Exercise description —
If a line in the entries below holds the string "bool", copy it.

Listed records —
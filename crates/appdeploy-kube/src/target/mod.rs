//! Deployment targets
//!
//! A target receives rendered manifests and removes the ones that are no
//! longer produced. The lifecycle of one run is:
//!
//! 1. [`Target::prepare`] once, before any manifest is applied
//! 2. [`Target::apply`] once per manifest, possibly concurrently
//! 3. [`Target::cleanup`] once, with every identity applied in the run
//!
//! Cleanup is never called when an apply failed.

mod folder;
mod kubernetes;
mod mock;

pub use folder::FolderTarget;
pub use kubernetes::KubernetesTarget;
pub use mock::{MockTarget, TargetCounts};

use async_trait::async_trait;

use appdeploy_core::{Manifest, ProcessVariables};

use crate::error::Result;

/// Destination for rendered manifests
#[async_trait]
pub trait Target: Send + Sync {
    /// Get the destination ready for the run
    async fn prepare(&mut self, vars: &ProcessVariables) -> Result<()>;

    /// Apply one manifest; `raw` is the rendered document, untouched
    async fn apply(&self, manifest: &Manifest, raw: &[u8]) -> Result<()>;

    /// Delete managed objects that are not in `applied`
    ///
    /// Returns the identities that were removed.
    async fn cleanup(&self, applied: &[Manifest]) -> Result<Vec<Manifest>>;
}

---

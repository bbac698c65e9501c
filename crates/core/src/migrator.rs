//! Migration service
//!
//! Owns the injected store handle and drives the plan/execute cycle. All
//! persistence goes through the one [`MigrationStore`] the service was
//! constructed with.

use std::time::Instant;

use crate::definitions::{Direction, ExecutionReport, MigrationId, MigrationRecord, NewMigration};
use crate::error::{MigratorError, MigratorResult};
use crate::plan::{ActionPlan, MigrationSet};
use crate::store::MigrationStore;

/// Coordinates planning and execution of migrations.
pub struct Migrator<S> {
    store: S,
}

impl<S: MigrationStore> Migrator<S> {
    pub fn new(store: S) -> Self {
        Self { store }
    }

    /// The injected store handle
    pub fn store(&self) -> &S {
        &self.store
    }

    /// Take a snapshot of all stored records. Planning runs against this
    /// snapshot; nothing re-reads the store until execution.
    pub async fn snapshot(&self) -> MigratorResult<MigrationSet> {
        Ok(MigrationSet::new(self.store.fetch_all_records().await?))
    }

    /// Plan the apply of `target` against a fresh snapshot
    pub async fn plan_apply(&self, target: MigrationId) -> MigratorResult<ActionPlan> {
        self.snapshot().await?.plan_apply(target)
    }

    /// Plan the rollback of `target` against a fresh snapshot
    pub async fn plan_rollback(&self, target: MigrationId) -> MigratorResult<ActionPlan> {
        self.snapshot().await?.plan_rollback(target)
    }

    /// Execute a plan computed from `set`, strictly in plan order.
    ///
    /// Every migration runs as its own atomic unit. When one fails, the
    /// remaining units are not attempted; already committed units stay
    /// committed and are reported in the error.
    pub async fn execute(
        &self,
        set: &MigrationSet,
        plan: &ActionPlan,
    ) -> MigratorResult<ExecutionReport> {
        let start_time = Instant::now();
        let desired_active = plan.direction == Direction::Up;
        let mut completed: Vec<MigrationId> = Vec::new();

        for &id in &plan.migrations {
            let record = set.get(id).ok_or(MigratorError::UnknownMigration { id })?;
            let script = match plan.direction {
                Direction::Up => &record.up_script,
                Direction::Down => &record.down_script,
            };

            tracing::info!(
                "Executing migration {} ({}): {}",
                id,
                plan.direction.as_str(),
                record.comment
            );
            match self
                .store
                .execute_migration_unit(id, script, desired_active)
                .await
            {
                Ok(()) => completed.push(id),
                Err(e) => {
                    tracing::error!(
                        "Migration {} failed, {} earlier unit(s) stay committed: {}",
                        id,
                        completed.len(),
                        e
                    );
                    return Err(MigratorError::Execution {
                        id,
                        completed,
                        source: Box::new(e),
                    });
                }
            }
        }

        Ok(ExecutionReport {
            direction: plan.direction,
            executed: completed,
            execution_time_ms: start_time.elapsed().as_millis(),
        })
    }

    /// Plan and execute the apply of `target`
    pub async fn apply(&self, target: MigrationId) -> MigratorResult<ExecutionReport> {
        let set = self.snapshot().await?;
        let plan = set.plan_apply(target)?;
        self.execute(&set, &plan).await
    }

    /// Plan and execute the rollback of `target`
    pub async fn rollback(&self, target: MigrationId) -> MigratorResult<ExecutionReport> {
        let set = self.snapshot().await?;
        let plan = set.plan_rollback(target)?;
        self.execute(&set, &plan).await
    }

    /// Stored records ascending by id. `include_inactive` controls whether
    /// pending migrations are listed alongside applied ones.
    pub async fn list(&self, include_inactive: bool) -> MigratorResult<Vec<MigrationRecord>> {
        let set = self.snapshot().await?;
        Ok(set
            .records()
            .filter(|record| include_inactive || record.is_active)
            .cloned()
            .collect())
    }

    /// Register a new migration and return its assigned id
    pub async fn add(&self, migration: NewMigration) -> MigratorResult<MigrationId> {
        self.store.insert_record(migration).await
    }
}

...

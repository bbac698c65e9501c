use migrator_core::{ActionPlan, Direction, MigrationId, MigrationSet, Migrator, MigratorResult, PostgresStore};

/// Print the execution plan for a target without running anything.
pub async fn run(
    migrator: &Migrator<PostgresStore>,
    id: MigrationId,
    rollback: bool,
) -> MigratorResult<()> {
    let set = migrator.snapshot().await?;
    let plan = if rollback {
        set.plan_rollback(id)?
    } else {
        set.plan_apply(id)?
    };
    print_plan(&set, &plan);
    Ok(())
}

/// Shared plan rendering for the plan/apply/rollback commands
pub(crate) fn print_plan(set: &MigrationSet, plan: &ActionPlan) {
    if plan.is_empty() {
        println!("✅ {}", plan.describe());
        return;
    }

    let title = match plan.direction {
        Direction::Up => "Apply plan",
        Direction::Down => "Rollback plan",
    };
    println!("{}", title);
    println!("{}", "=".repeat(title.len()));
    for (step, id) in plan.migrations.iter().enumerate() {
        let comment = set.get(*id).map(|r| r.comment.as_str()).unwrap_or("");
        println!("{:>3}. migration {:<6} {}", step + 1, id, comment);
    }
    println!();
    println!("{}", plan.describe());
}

Exercise output —
    pub async fn list(&self, include_inactive: bool) -> MigratorResult<Vec<MigrationRecord>> {
    rollback: bool,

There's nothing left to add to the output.